И вот однажды под вечер иду в голубой домик и еще издали вижу у калитки веселую краснолицую Нюру, сторожиху соседнего гастронома. Машет мне рукой и через улицу пьяным испуганным голосом кричит:
— А Явгения Львовича увезли, Ляксей Иваныч! Да! В Ленинград! На скорой помощи! Чего? Случилось-то? Да говорят — янфаркт!
* * *
Нюра из соседнего гастронома. И прочие соседи. И какая-то Мотя, помогавшая некогда Екатерине Ивановне по хозяйству. И какой-то местный товарищ, любитель выпить и закусить, с эксцентрическим прозвищем — Елка-Палка. И родственники. И товарищи по литературному цеху. И даже товарищи по Первому майкопскому реальному училищу. Приходили. Приезжали. Писали. Просили. И не было на моей памяти случая, чтобы кто-нибудь не получил того, в чем нуждался.
Что же он — был очень богат, Евгений Львович? Да нет, вовсе не был…
Однажды, года за два до смерти, он спросил меня:
— У тебя когда-нибудь было больше двух тысяч на книжке? У меня — первый раз в жизни.
Пьесы его широко шли, пользовались успехом, но богатства он не нажил, да и не стремился к нему. Голубую дачку о двух комнатах арендовали у дачного треста, и каждый год (или, не помню, может быть, каждые два года) начинались долгие и мучительные хлопоты о продлении этой аренды.

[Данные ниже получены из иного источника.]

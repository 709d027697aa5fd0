use std::collections::BTreeMap;
use std::sync::Arc;

use lh_core::error::{
    RETURN_UNSUPPORTED, SCRIPT_COMPILE_ERROR, SCRIPT_LOAD_ERROR, SCRIPT_RUNTIME_ERROR,
};
use lh_core::{HostError, HostRef, ScriptValue};
use mlua::{Function, Lua, MultiValue, Table, UserData, Value};

use crate::interpreter::{HostFunctionRegistry, Interpreter};

const MAX_VALUE_DEPTH: usize = 64;

/// Userdata wrapper that carries a [`HostRef`] through Lua unchanged.
struct LuaHostRef(HostRef);

impl UserData for LuaHostRef {}

/// Lua 5.4 state behind a script instance.
pub struct LuaInterpreter {
    lua: Lua,
    chunk_name: String,
}

impl LuaInterpreter {
    pub fn chunk_name(&self) -> &str {
        &self.chunk_name
    }

    /// Evaluates a snippet against the script's globals.
    pub fn eval(&self, code: &str) -> Result<ScriptValue, HostError> {
        let value = self
            .lua
            .load(code)
            .set_name(format!("={}:eval", self.chunk_name))
            .eval::<Value>()
            .map_err(runtime_error)?;
        lua_to_script_value(value)
    }

    fn arguments(&self, args: &[ScriptValue]) -> Result<MultiValue, HostError> {
        let mut values = Vec::with_capacity(args.len());
        for arg in args {
            values.push(script_value_to_lua(&self.lua, arg).map_err(value_error)?);
        }
        Ok(MultiValue::from_vec(values))
    }
}

impl Interpreter for LuaInterpreter {
    type Function = Function;

    fn compile(
        chunk_name: &str,
        source: &str,
        host_functions: Arc<dyn HostFunctionRegistry>,
    ) -> Result<Self, HostError> {
        let lua = Lua::new();
        register_host_functions(&lua, &host_functions).map_err(|error| {
            HostError::new("HOST_FUNCTION_REGISTER", error.to_string())
        })?;

        lua.load(source)
            .set_name(format!("={}", chunk_name))
            .exec()
            .map_err(load_error)?;

        Ok(Self {
            lua,
            chunk_name: chunk_name.to_string(),
        })
    }

    fn function(&self, name: &str) -> Option<Function> {
        match self.lua.globals().get::<Value>(name) {
            Ok(Value::Function(function)) => Some(function),
            _ => None,
        }
    }

    fn call(&self, function: &Function, args: &[ScriptValue]) -> Result<ScriptValue, HostError> {
        let result = function
            .call::<Value>(self.arguments(args)?)
            .map_err(runtime_error)?;
        lua_to_script_value(result).map_err(|error| {
            HostError::new(
                RETURN_UNSUPPORTED,
                format!("Return value has no host form: {}", error.message),
            )
        })
    }

    fn run(&self, function: &Function, args: &[ScriptValue]) -> Result<(), HostError> {
        function
            .call::<MultiValue>(self.arguments(args)?)
            .map(drop)
            .map_err(runtime_error)
    }

    fn global(&self, name: &str) -> Result<ScriptValue, HostError> {
        let value = self
            .lua
            .globals()
            .get::<Value>(name)
            .map_err(value_error)?;
        lua_to_script_value(value)
    }

    fn set_global(&self, name: &str, value: &ScriptValue) -> Result<(), HostError> {
        let value = script_value_to_lua(&self.lua, value).map_err(value_error)?;
        self.lua
            .globals()
            .set(name, value)
            .map_err(|error| HostError::new("SCRIPT_GLOBAL_ERROR", error.to_string()))
    }
}

fn register_host_functions(
    lua: &Lua,
    registry: &Arc<dyn HostFunctionRegistry>,
) -> mlua::Result<()> {
    let globals = lua.globals();
    for name in registry.names() {
        let registry = Arc::clone(registry);
        let function_name = name.clone();
        let function = lua.create_function(move |lua, args: MultiValue| {
            let args = args
                .into_iter()
                .map(lua_to_script_value)
                .collect::<Result<Vec<_>, _>>()
                .map_err(|error| mlua::Error::RuntimeError(error.to_string()))?;
            let result = registry
                .call(&function_name, &args)
                .map_err(|error| mlua::Error::RuntimeError(error.to_string()))?;
            script_value_to_lua(lua, &result)
        })?;
        globals.set(name.as_str(), function)?;
    }
    Ok(())
}

fn load_error(error: mlua::Error) -> HostError {
    match error {
        mlua::Error::SyntaxError { message, .. } => HostError::new(SCRIPT_COMPILE_ERROR, message),
        other => HostError::new(SCRIPT_LOAD_ERROR, other.to_string()),
    }
}

fn runtime_error(error: mlua::Error) -> HostError {
    HostError::new(SCRIPT_RUNTIME_ERROR, error.to_string())
}

fn value_error(error: mlua::Error) -> HostError {
    HostError::new("VALUE_UNSUPPORTED", error.to_string())
}

fn unsupported(what: &str) -> HostError {
    HostError::new(
        "VALUE_UNSUPPORTED",
        format!("Lua value of type {} cannot leave the interpreter.", what),
    )
}

pub(crate) fn lua_to_script_value(value: Value) -> Result<ScriptValue, HostError> {
    convert_lua_value(value, 0)
}

fn convert_lua_value(value: Value, depth: usize) -> Result<ScriptValue, HostError> {
    if depth > MAX_VALUE_DEPTH {
        return Err(HostError::new(
            "VALUE_DEPTH",
            format!("Table nesting exceeds {} levels.", MAX_VALUE_DEPTH),
        ));
    }

    match value {
        Value::Nil => Ok(ScriptValue::Nil),
        Value::Boolean(value) => Ok(ScriptValue::Boolean(value)),
        Value::Integer(value) => Ok(ScriptValue::Integer(value)),
        Value::Number(value) => Ok(ScriptValue::Number(value)),
        Value::String(value) => Ok(ScriptValue::String(
            value.to_str().map_err(value_error)?.to_string(),
        )),
        Value::Table(table) => table_to_script_value(&table, depth),
        Value::UserData(userdata) => match userdata.borrow::<LuaHostRef>() {
            Ok(host) => Ok(ScriptValue::Host(host.0.clone())),
            Err(_) => Err(unsupported("userdata")),
        },
        other => Err(unsupported(other.type_name())),
    }
}

/// Sequences (keys exactly `1..=n`) become arrays, string-keyed tables
/// become maps. Anything else is rejected.
fn table_to_script_value(table: &Table, depth: usize) -> Result<ScriptValue, HostError> {
    let mut entries = Vec::new();
    for pair in table.pairs::<Value, Value>() {
        entries.push(pair.map_err(value_error)?);
    }

    let length = table.raw_len();
    let is_sequence = length > 0
        && entries.len() == length
        && entries.iter().all(|(key, _)| {
            matches!(key, Value::Integer(index) if *index >= 1 && (*index as usize) <= length)
        });

    if is_sequence {
        entries.sort_by_key(|(key, _)| match key {
            Value::Integer(index) => *index,
            _ => 0,
        });
        let values = entries
            .into_iter()
            .map(|(_, value)| convert_lua_value(value, depth + 1))
            .collect::<Result<Vec<_>, _>>()?;
        return Ok(ScriptValue::Array(values));
    }

    let mut map = BTreeMap::new();
    for (key, value) in entries {
        let key = match key {
            Value::String(key) => key.to_str().map_err(value_error)?.to_string(),
            other => {
                return Err(HostError::new(
                    "VALUE_UNSUPPORTED",
                    format!("Table key of type {} is not supported.", other.type_name()),
                ))
            }
        };
        map.insert(key, convert_lua_value(value, depth + 1)?);
    }
    Ok(ScriptValue::Map(map))
}

pub(crate) fn script_value_to_lua(lua: &Lua, value: &ScriptValue) -> mlua::Result<Value> {
    match value {
        ScriptValue::Nil => Ok(Value::Nil),
        ScriptValue::Boolean(value) => Ok(Value::Boolean(*value)),
        ScriptValue::Integer(value) => Ok(Value::Integer(*value)),
        ScriptValue::Number(value) => Ok(Value::Number(*value)),
        ScriptValue::String(value) => Ok(Value::String(lua.create_string(value)?)),
        ScriptValue::Array(values) => {
            let table = lua.create_table()?;
            for (index, value) in values.iter().enumerate() {
                table.raw_set(index as i64 + 1, script_value_to_lua(lua, value)?)?;
            }
            Ok(Value::Table(table))
        }
        ScriptValue::Map(values) => {
            let table = lua.create_table()?;
            for (key, value) in values {
                table.raw_set(key.as_str(), script_value_to_lua(lua, value)?)?;
            }
            Ok(Value::Table(table))
        }
        ScriptValue::Host(host) => Ok(Value::UserData(
            lua.create_userdata(LuaHostRef(host.clone()))?,
        )),
    }
}

#[cfg(test)]
mod lua_bridge_tests {
    use super::*;
    use crate::interpreter::{EmptyHostFunctionRegistry, HostFunctions};

    fn compile(source: &str) -> LuaInterpreter {
        LuaInterpreter::compile(
            "test",
            source,
            Arc::new(EmptyHostFunctionRegistry::default()),
        )
        .expect("source should compile")
    }

    #[test]
    fn syntax_errors_map_to_compile_error() {
        let error = LuaInterpreter::compile(
            "broken",
            "function oops(\n",
            Arc::new(EmptyHostFunctionRegistry::default()),
        )
        .err()
        .expect("syntax error expected");
        assert_eq!(error.code, SCRIPT_COMPILE_ERROR);
        assert!(error.message.contains("broken"));
    }

    #[test]
    fn top_level_errors_map_to_load_error() {
        let error = LuaInterpreter::compile(
            "raises",
            "error('at load')",
            Arc::new(EmptyHostFunctionRegistry::default()),
        )
        .err()
        .expect("load error expected");
        assert_eq!(error.code, SCRIPT_LOAD_ERROR);
        assert!(error.message.contains("at load"));
    }

    #[test]
    fn globals_convert_both_ways() {
        let interpreter = compile(
            r#"
count = 3
ratio = 0.25
name = "probe"
list = { 1, 2, "three" }
record = { hp = 10, alive = true }
"#,
        );
        assert_eq!(interpreter.global("count").expect("count"), ScriptValue::Integer(3));
        assert_eq!(interpreter.global("ratio").expect("ratio"), ScriptValue::Number(0.25));
        assert_eq!(interpreter.global("name").expect("name"), ScriptValue::from("probe"));
        assert_eq!(
            interpreter.global("list").expect("list"),
            ScriptValue::Array(vec![
                ScriptValue::Integer(1),
                ScriptValue::Integer(2),
                ScriptValue::from("three"),
            ])
        );
        assert_eq!(
            interpreter.global("record").expect("record"),
            ScriptValue::Map(BTreeMap::from([
                ("alive".to_string(), ScriptValue::Boolean(true)),
                ("hp".to_string(), ScriptValue::Integer(10)),
            ]))
        );
        assert_eq!(interpreter.global("missing").expect("missing"), ScriptValue::Nil);

        interpreter
            .set_global("record", &ScriptValue::Map(BTreeMap::from([(
                "hp".to_string(),
                ScriptValue::Integer(7),
            )])))
            .expect("set record");
        assert_eq!(
            interpreter.eval("return record.hp + 1").expect("eval"),
            ScriptValue::Integer(8)
        );
    }

    #[test]
    fn unsupported_values_are_rejected() {
        let interpreter = compile(
            "handler = function() end\nmixed = { [1] = 'a', [true] = 'b' }\nholes = { [1] = 'a', [3] = 'c' }",
        );
        assert_eq!(
            interpreter.global("handler").expect_err("function").code,
            "VALUE_UNSUPPORTED"
        );
        assert_eq!(
            interpreter.global("mixed").expect_err("boolean key").code,
            "VALUE_UNSUPPORTED"
        );
        assert_eq!(
            interpreter.global("holes").expect_err("integer keys with holes").code,
            "VALUE_UNSUPPORTED"
        );
    }

    #[test]
    fn self_referencing_tables_hit_depth_limit() {
        let interpreter = compile("loop = {}\nloop.self = loop");
        assert_eq!(
            interpreter.global("loop").expect_err("cycle").code,
            "VALUE_DEPTH"
        );
    }

    #[test]
    fn host_refs_keep_identity_through_lua() {
        let interpreter = compile("");
        let owner = HostRef::new(String::from("owner"));
        interpreter
            .set_global("owner", &ScriptValue::Host(owner.clone()))
            .expect("set owner");
        interpreter.eval("alias = owner").expect("alias");

        let back = interpreter.global("alias").expect("alias global");
        assert_eq!(back.as_host(), Some(&owner));
    }

    #[test]
    fn host_functions_are_callable_from_lua() {
        let mut functions = HostFunctions::new();
        functions.register("add", |args| {
            let sum = args.iter().filter_map(ScriptValue::as_integer).sum::<i64>();
            Ok(ScriptValue::Integer(sum))
        });
        let interpreter = LuaInterpreter::compile(
            "host",
            "total = add(1, 2, 3)",
            functions.into_registry(),
        )
        .expect("compile with host functions");
        assert_eq!(interpreter.global("total").expect("total"), ScriptValue::Integer(6));
    }

    #[test]
    fn call_passes_arguments_and_returns_first_result() {
        let interpreter = compile("function pair(a, b) return a .. b, 'ignored' end");
        let function = interpreter.function("pair").expect("pair");
        let result = interpreter
            .call(&function, &[ScriptValue::from("x"), ScriptValue::from("y")])
            .expect("call");
        assert_eq!(result, ScriptValue::from("xy"));
        assert!(interpreter.function("nothing").is_none());
    }
}
use std::any::Any;
use std::collections::BTreeMap;
use std::fmt;
use std::rc::Rc;

use serde::{Deserialize, Serialize};

/// Opaque reference to an object owned by the host.
///
/// Scripts can hold and pass these around but never look inside them.
/// Two references are equal only when they point at the same object.
#[derive(Clone)]
pub struct HostRef {
    inner: Rc<dyn Any>,
    type_name: &'static str,
}

impl HostRef {
    pub fn new<T: Any>(value: T) -> Self {
        Self::from_rc(Rc::new(value))
    }

    pub fn from_rc<T: Any>(value: Rc<T>) -> Self {
        Self {
            inner: value,
            type_name: std::any::type_name::<T>(),
        }
    }

    pub fn downcast_ref<T: Any>(&self) -> Option<&T> {
        self.inner.downcast_ref::<T>()
    }

    pub fn type_name(&self) -> &'static str {
        self.type_name
    }

    pub fn ptr_eq(&self, other: &HostRef) -> bool {
        Rc::ptr_eq(&self.inner, &other.inner)
    }
}

impl PartialEq for HostRef {
    fn eq(&self, other: &Self) -> bool {
        self.ptr_eq(other)
    }
}

impl fmt::Debug for HostRef {
    fn fmt(&self, f: &mut fmt::Formatter<'_>) -> fmt::Result {
        write!(
            f,
            "HostRef({}@{:p})",
            self.type_name,
            Rc::as_ptr(&self.inner) as *const ()
        )
    }
}

#[derive(Debug, Clone, PartialEq, Serialize, Deserialize)]
#[serde(tag = "type", content = "value", rename_all = "camelCase")]
pub enum ScriptValue {
    Nil,
    Boolean(bool),
    Integer(i64),
    Number(f64),
    String(String),
    Array(Vec<ScriptValue>),
    Map(BTreeMap<String, ScriptValue>),
    #[serde(skip)]
    Host(HostRef),
}

impl ScriptValue {
    pub fn type_name(&self) -> &'static str {
        match self {
            Self::Nil => "nil",
            Self::Boolean(_) => "boolean",
            Self::Integer(_) => "integer",
            Self::Number(_) => "number",
            Self::String(_) => "string",
            Self::Array(_) => "array",
            Self::Map(_) => "map",
            Self::Host(_) => "host",
        }
    }

    pub fn is_nil(&self) -> bool {
        matches!(self, Self::Nil)
    }

    pub fn as_bool(&self) -> Option<bool> {
        match self {
            Self::Boolean(value) => Some(*value),
            _ => None,
        }
    }

    pub fn as_integer(&self) -> Option<i64> {
        match self {
            Self::Integer(value) => Some(*value),
            _ => None,
        }
    }

    pub fn as_number(&self) -> Option<f64> {
        match self {
            Self::Integer(value) => Some(*value as f64),
            Self::Number(value) => Some(*value),
            _ => None,
        }
    }

    pub fn as_str(&self) -> Option<&str> {
        match self {
            Self::String(value) => Some(value.as_str()),
            _ => None,
        }
    }

    pub fn as_host(&self) -> Option<&HostRef> {
        match self {
            Self::Host(value) => Some(value),
            _ => None,
        }
    }

    /// Plain JSON view used for printing and for CLI arguments.
    /// Host references have no JSON form and render as a descriptive string.
    pub fn to_json(&self) -> serde_json::Value {
        match self {
            Self::Nil => serde_json::Value::Null,
            Self::Boolean(value) => serde_json::Value::Bool(*value),
            Self::Integer(value) => serde_json::Value::from(*value),
            Self::Number(value) => serde_json::Number::from_f64(*value)
                .map(serde_json::Value::Number)
                .unwrap_or(serde_json::Value::Null),
            Self::String(value) => serde_json::Value::String(value.clone()),
            Self::Array(values) => {
                serde_json::Value::Array(values.iter().map(Self::to_json).collect())
            }
            Self::Map(values) => serde_json::Value::Object(
                values
                    .iter()
                    .map(|(key, value)| (key.clone(), value.to_json()))
                    .collect(),
            ),
            Self::Host(value) => serde_json::Value::String(format!("<host {}>", value.type_name())),
        }
    }

    pub fn from_json(value: serde_json::Value) -> Self {
        match value {
            serde_json::Value::Null => Self::Nil,
            serde_json::Value::Bool(value) => Self::Boolean(value),
            serde_json::Value::Number(number) => match number.as_i64() {
                Some(value) => Self::Integer(value),
                None => Self::Number(number.as_f64().unwrap_or(f64::NAN)),
            },
            serde_json::Value::String(value) => Self::String(value),
            serde_json::Value::Array(values) => {
                Self::Array(values.into_iter().map(Self::from_json).collect())
            }
            serde_json::Value::Object(values) => Self::Map(
                values
                    .into_iter()
                    .map(|(key, value)| (key, Self::from_json(value)))
                    .collect(),
            ),
        }
    }
}

impl From<bool> for ScriptValue {
    fn from(value: bool) -> Self {
        Self::Boolean(value)
    }
}

impl From<i64> for ScriptValue {
    fn from(value: i64) -> Self {
        Self::Integer(value)
    }
}

impl From<i32> for ScriptValue {
    fn from(value: i32) -> Self {
        Self::Integer(value as i64)
    }
}

impl From<f64> for ScriptValue {
    fn from(value: f64) -> Self {
        Self::Number(value)
    }
}

impl From<&str> for ScriptValue {
    fn from(value: &str) -> Self {
        Self::String(value.to_string())
    }
}

impl From<String> for ScriptValue {
    fn from(value: String) -> Self {
        Self::String(value)
    }
}

impl From<HostRef> for ScriptValue {
    fn from(value: HostRef) -> Self {
        Self::Host(value)
    }
}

Куда же убегали деньги? Может быть, слишком широко жили? Да, пожалуй, если под широтой понимать щедрость, а не мотовство. Беречь деньги (как и беречь себя) Евгений Львович не умел. За столом в голубом доме всегда было наготове место для гостя, и не для одного, а для двух-трех. Но больше всего, как я уже говорил, уходило на помощь тем, кто в этом нуждался. Если денег не было, а человек просил, Евгений Львович одевался и шел занимать у приятеля. А потом приходил черед брать и для себя, на хозяйство, на текущие расходы, брать часто по мелочам, «до получки», до очередной выплаты авторских в Управлении по охране авторских прав.
Только перед самым концом, вместе с широкой известностью, вместе со славой, пришел к Евгению Львовичу и материальный достаток. Следуя примеру некоторых наших собратьев по перу и чтобы вырваться из кабалы дачного треста, он даже задумал строить дачу. Все уже было сделано для этого, присмотрели очень симпатичный участок (на горе, за чертой поселка — в сторону Зеленогорска), Евгений Львович взял в литфонде ссуду (именно тут и завелись у него на сберегательной книжке «лишние» деньги). Но дом так и не был построен. И деньги через год вернули в Литфонд с процентами…
Тогда же, в эти последние годы, появилась у Шварца машина. Грустно почему-то писать об этом. Кому и зачем она была нужна, эта серая «победа»? Раза два-три в месяц ездили из Комарова в Ленинград и обратно. Привозили врача. Остальное же время машина стояла в сарае, и казалось, что она или ржавеет там, или обрастает мохом.